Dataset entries
[Start of section]

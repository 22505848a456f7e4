//! services/api/src/web/auth.rs
//!
//! Login and logout endpoints. Any credentials are accepted; the submitted tab
//! alone decides whether the session is a reader's or an administrator's.

use axum::{
    extract::State,
    http::{header, StatusCode},
    response::{IntoResponse, Redirect},
    Extension, Json,
};
use chrono::{Duration, Utc};
use shelf_aware_core::domain::{AuthSession, Role};
use shelf_aware_core::navigation::{landing_path, LOGIN_PATH};
use std::sync::Arc;
use tracing::{error, info, warn};

use crate::web::middleware::SESSION_COOKIE;
use crate::web::protocol::{LoginRequest, LoginTab, LoginTabDto, LoginViewDto};
use crate::web::state::AppState;

//=========================================================================================
// Handlers
//=========================================================================================

/// GET /login - The sign-in card
#[utoipa::path(
    get,
    path = "/login",
    responses(
        (status = 200, description = "Login view", body = LoginViewDto),
        (status = 303, description = "Already signed in, redirected to /bookshelf")
    )
)]
pub async fn login_view_handler() -> Json<LoginViewDto> {
    Json(LoginViewDto {
        tabs: vec![
            LoginTabDto {
                tab: LoginTab::User,
                title: "Reader".to_string(),
                description: "Sign in to discover books that match your emotions".to_string(),
                email_placeholder: "sarah@example.com".to_string(),
            },
            LoginTabDto {
                tab: LoginTab::Admin,
                title: "Admin".to_string(),
                description: "Manage book data and moderate reviews".to_string(),
                email_placeholder: "admin@shelfaware.com".to_string(),
            },
        ],
        submit_path: LOGIN_PATH.to_string(),
    })
}

/// POST /login - Start a session for the submitted tab
#[utoipa::path(
    post,
    path = "/login",
    request_body = LoginRequest,
    responses(
        (status = 303, description = "Signed in; redirected to /admin or /bookshelf"),
        (status = 500, description = "Internal server error")
    )
)]
pub async fn login_handler(
    State(state): State<Arc<AppState>>,
    Json(req): Json<LoginRequest>,
) -> Result<impl IntoResponse, (StatusCode, String)> {
    let role = Role::from(req.tab);
    let ttl = Duration::days(state.config.session_ttl_days);

    // 1. Create the session; credentials are not checked
    let session = state
        .sessions
        .create_auth_session(role, Utc::now() + ttl)
        .await
        .map_err(|e| {
            error!(role = role.as_str(), "Could not open session: {}", e);
            (StatusCode::INTERNAL_SERVER_ERROR, "Could not sign in".to_string())
        })?;
    match state.library.account(role).await {
        Ok(account) => info!(
            role = role.as_str(),
            email = %req.email,
            account = %account.name,
            "User signed in"
        ),
        Err(e) => warn!("No fixture account for {}: {}", role.as_str(), e),
    }

    // 2. Create session cookie
    let cookie = format!(
        "{}={}; HttpOnly; Secure; SameSite=Lax; Path=/; Max-Age={}",
        SESSION_COOKIE,
        session.id,
        ttl.num_seconds()
    );

    // 3. Send the user to their landing page
    Ok((
        [(header::SET_COOKIE, cookie)],
        Redirect::to(landing_path(role)),
    ))
}

/// POST /logout - End the session
#[utoipa::path(
    post,
    path = "/logout",
    responses(
        (status = 303, description = "Signed out; redirected to /login"),
        (status = 500, description = "Internal server error")
    )
)]
pub async fn logout_handler(
    State(state): State<Arc<AppState>>,
    Extension(session): Extension<AuthSession>,
) -> Result<impl IntoResponse, (StatusCode, String)> {
    state
        .sessions
        .delete_auth_session(&session.id)
        .await
        .map_err(|e| {
            error!(session_id = %session.id, "Could not close session: {}", e);
            (StatusCode::INTERNAL_SERVER_ERROR, "Could not sign out".to_string())
        })?;
    info!(role = session.role.as_str(), "User signed out");

    let cookie = format!(
        "{}=; HttpOnly; Secure; SameSite=Lax; Path=/; Max-Age=0",
        SESSION_COOKIE
    );
    Ok(([(header::SET_COOKIE, cookie)], Redirect::to(LOGIN_PATH)))
}
//! services/api/src/adapters/scripted_chat.rs
//!
//! This module contains the adapter for the recommendation assistant.
//! It implements the `RecommendationService` port with canned replies picked by
//! emotion tag, after a fixed "typing" delay.

use async_trait::async_trait;
use shelf_aware_core::chat::generate_response;
use shelf_aware_core::domain::Book;
use shelf_aware_core::ports::{PortResult, RecommendationService};
use std::time::Duration;
use tracing::debug;

//=========================================================================================
// The Main Adapter Struct
//=========================================================================================

#[derive(Clone)]
pub struct ScriptedAssistant {
    /// The books the assistant may suggest, in suggestion order.
    books: Vec<Book>,
    delay: Duration,
}

impl ScriptedAssistant {
    pub fn new(books: Vec<Book>, delay: Duration) -> Self {
        Self { books, delay }
    }
}

//=========================================================================================
// `RecommendationService` Trait Implementation
//=========================================================================================

#[async_trait]
impl RecommendationService for ScriptedAssistant {
    async fn reply(&self, message: &str, emotions: &[String]) -> PortResult<String> {
        debug!(?emotions, delay_ms = self.delay.as_millis() as u64, "Composing scripted reply");
        if !self.delay.is_zero() {
            tokio::time::sleep(self.delay).await;
        }
        Ok(generate_response(message, emotions, &self.books))
    }
}

#[cfg(test)]
mod tests {
    use super::*;
    use shelf_aware_core::fixtures::Library;

    #[tokio::test(start_paused = true)]
    async fn reply_waits_for_the_typing_delay() {
        let assistant = ScriptedAssistant::new(Library::seeded().books, Duration::from_millis(1500));
        let started = tokio::time::Instant::now();

        let reply = assistant
            .reply("", &["Curious".to_string()])
            .await
            .unwrap();

        assert!(started.elapsed() >= Duration::from_millis(1500));
        assert!(reply.starts_with("Perfect!"));
    }
}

[End of section]

Prompt | Could you copy every line from the records that mentions the word "Json"?

Solution for this task |
    Extension, Json,
pub async fn login_view_handler() -> Json<LoginViewDto> {
    Json(LoginViewDto {
    Json(req): Json<LoginRequest>,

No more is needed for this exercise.